> Exercise objective
Retrieve every line from the records in which the word "FfmpegCommand" occurs.

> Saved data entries
*** Begin section ***

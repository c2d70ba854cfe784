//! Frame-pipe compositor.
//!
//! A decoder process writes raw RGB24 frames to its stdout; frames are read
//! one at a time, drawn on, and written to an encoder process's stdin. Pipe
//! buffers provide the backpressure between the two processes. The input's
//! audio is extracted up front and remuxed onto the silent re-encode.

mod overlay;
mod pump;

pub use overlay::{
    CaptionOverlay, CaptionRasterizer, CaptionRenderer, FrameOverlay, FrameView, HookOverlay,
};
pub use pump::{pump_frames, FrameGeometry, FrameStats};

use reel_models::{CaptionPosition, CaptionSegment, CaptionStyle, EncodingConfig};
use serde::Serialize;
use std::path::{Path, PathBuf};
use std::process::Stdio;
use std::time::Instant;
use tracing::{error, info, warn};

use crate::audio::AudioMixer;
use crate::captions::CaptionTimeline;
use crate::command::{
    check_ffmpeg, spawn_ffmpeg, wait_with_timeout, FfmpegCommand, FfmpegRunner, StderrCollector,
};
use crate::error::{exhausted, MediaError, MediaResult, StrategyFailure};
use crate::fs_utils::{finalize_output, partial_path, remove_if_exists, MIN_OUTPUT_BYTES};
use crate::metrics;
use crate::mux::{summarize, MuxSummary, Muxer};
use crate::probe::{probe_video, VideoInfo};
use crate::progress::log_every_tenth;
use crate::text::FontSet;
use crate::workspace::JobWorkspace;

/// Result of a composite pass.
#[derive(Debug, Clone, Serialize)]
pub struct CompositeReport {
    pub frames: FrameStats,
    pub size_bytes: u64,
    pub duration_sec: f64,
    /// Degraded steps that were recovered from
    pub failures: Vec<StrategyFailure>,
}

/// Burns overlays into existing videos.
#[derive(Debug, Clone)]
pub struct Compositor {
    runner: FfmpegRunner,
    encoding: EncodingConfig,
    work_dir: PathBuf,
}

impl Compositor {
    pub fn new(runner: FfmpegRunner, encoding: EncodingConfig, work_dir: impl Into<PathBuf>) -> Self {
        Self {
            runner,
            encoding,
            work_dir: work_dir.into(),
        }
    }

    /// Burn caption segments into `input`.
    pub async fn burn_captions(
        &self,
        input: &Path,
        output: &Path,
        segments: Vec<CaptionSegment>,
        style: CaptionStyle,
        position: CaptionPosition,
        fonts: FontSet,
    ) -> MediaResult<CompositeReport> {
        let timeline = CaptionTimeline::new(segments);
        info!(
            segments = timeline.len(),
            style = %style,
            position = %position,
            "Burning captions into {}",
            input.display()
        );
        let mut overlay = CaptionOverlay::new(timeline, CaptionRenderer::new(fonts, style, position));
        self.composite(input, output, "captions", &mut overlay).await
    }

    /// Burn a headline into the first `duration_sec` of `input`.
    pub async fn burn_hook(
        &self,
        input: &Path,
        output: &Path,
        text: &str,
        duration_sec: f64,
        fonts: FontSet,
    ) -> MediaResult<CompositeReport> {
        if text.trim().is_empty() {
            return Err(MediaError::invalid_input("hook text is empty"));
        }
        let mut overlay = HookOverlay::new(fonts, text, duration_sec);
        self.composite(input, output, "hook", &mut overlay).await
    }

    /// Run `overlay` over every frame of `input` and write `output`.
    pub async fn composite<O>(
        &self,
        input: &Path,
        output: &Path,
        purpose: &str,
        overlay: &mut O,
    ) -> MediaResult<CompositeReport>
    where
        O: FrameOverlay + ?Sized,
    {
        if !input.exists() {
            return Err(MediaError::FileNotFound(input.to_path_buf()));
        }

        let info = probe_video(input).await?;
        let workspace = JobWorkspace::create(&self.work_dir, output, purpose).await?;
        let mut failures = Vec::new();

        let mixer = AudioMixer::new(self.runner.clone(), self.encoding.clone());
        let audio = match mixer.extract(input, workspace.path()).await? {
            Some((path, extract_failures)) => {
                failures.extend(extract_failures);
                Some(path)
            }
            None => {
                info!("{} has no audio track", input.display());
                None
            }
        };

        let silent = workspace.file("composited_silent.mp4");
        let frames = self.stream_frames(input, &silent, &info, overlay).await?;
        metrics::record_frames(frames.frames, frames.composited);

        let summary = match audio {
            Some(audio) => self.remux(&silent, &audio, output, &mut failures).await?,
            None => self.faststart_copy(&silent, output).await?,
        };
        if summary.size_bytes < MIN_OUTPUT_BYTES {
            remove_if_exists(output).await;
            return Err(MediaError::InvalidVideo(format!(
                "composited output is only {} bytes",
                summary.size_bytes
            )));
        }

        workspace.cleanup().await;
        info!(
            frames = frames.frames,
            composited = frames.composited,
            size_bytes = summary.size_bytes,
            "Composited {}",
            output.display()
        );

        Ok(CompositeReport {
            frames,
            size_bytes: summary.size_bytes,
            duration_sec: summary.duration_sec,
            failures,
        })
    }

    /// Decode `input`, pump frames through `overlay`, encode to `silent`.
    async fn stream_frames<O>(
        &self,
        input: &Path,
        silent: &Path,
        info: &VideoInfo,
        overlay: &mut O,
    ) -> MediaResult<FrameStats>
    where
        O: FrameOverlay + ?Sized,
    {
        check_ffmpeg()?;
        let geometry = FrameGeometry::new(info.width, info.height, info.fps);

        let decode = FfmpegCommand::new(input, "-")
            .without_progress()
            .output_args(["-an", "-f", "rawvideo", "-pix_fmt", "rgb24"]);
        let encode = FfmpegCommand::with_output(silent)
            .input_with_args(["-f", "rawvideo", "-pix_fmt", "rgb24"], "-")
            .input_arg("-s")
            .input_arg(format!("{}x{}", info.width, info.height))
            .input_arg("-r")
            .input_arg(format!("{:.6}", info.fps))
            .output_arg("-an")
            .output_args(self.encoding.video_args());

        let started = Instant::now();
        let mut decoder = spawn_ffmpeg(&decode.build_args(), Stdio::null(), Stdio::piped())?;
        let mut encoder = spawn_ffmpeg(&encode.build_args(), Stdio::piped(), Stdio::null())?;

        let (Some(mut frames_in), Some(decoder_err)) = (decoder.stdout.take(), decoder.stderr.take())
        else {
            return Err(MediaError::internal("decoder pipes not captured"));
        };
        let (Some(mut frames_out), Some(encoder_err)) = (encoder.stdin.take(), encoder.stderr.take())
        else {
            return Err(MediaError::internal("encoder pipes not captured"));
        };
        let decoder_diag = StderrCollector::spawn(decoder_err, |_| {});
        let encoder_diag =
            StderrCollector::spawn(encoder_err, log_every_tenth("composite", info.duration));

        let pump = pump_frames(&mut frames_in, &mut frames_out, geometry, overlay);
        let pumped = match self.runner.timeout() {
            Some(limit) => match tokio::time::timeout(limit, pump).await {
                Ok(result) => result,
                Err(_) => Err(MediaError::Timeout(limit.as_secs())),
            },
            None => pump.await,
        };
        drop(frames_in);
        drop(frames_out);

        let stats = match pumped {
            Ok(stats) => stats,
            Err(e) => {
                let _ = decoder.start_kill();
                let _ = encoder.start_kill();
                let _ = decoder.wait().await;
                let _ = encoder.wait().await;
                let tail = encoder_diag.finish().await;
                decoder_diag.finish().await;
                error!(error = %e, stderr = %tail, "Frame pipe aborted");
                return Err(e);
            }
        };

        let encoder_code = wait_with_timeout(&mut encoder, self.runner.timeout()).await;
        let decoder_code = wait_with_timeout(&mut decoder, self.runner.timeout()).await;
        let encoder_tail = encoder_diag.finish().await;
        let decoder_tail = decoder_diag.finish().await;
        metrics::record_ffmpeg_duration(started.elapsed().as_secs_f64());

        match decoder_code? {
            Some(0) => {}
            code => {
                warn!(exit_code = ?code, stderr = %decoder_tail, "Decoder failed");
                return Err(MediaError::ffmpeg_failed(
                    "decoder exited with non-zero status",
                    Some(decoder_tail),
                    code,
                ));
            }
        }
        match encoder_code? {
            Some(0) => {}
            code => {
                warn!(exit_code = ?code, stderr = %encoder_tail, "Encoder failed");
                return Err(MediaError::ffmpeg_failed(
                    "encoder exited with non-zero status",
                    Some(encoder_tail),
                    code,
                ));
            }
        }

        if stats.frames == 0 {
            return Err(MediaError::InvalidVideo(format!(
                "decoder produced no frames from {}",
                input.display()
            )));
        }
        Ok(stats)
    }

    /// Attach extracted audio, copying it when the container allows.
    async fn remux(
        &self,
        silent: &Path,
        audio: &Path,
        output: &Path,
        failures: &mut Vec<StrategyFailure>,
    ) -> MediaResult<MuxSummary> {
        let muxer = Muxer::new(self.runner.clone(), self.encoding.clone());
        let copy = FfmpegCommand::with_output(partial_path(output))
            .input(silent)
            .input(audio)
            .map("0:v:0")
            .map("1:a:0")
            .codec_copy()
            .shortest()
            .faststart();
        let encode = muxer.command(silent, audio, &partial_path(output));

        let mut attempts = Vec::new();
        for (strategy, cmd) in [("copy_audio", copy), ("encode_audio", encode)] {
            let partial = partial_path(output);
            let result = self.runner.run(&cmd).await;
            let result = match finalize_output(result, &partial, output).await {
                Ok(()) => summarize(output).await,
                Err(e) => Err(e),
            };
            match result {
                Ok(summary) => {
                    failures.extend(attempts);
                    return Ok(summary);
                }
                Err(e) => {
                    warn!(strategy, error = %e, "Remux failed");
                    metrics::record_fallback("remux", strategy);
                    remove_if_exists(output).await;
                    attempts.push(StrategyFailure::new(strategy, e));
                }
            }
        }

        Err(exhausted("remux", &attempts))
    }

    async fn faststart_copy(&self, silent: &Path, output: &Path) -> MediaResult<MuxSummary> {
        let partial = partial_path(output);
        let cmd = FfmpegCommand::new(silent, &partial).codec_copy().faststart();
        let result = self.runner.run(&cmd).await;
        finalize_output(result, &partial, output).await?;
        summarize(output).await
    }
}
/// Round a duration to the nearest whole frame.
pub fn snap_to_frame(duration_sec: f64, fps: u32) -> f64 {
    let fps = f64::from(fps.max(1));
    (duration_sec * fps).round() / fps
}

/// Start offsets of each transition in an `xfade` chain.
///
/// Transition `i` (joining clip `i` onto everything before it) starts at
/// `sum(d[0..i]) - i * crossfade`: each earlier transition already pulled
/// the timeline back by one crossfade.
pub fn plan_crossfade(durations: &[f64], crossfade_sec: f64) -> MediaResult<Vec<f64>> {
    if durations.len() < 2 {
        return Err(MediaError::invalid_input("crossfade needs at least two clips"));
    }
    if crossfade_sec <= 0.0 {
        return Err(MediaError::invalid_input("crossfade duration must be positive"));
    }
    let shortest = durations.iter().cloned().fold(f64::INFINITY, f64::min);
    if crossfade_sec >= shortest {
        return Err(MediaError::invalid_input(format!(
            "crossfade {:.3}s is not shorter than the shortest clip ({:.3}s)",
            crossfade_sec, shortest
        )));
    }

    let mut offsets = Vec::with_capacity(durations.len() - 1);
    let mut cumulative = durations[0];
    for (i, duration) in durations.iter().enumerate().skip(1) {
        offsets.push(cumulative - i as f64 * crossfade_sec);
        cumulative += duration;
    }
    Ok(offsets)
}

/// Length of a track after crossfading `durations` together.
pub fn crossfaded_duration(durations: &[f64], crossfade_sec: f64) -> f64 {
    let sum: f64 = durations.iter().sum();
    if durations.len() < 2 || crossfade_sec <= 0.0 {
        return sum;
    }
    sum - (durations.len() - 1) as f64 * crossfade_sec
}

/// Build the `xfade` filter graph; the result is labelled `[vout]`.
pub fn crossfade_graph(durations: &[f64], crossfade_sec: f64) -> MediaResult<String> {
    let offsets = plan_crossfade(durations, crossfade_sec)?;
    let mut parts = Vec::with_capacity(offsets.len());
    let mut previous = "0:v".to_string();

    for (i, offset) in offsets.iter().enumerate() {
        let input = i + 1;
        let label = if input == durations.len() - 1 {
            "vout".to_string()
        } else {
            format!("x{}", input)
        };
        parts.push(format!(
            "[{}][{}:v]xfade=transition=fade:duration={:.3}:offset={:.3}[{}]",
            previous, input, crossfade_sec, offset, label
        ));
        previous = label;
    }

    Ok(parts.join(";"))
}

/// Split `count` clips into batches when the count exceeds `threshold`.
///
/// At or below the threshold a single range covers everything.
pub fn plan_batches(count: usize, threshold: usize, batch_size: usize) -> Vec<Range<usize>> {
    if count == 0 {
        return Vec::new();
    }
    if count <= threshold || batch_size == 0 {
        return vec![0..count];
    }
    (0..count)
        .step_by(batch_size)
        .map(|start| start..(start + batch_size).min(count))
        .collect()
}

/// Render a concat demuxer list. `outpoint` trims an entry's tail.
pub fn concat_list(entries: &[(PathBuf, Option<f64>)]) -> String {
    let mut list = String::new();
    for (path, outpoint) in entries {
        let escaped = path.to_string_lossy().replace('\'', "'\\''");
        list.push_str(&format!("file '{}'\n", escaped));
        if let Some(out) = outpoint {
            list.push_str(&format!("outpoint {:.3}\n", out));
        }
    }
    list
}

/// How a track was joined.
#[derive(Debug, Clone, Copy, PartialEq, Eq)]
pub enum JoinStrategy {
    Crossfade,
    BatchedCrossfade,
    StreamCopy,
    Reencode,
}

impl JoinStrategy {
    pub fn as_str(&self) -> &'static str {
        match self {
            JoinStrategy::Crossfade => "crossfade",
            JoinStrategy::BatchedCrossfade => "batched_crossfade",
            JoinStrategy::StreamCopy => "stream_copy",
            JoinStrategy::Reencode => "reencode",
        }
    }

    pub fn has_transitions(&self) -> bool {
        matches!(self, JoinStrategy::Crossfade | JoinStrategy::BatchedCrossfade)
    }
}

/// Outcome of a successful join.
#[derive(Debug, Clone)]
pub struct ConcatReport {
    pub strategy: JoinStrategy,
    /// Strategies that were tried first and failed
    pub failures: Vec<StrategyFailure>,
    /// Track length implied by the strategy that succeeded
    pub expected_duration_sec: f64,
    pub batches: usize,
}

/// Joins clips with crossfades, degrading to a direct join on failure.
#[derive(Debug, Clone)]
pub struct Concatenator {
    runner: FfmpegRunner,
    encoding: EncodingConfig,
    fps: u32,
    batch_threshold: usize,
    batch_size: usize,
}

*** End section ***

> Exercise solution
    check_ffmpeg, spawn_ffmpeg, wait_with_timeout, FfmpegCommand, FfmpegRunner, StderrCollector,
        let decode = FfmpegCommand::new(input, "-")
        let encode = FfmpegCommand::with_output(silent)
        let copy = FfmpegCommand::with_output(partial_path(output))
        let cmd = FfmpegCommand::new(silent, &partial).codec_copy().faststart();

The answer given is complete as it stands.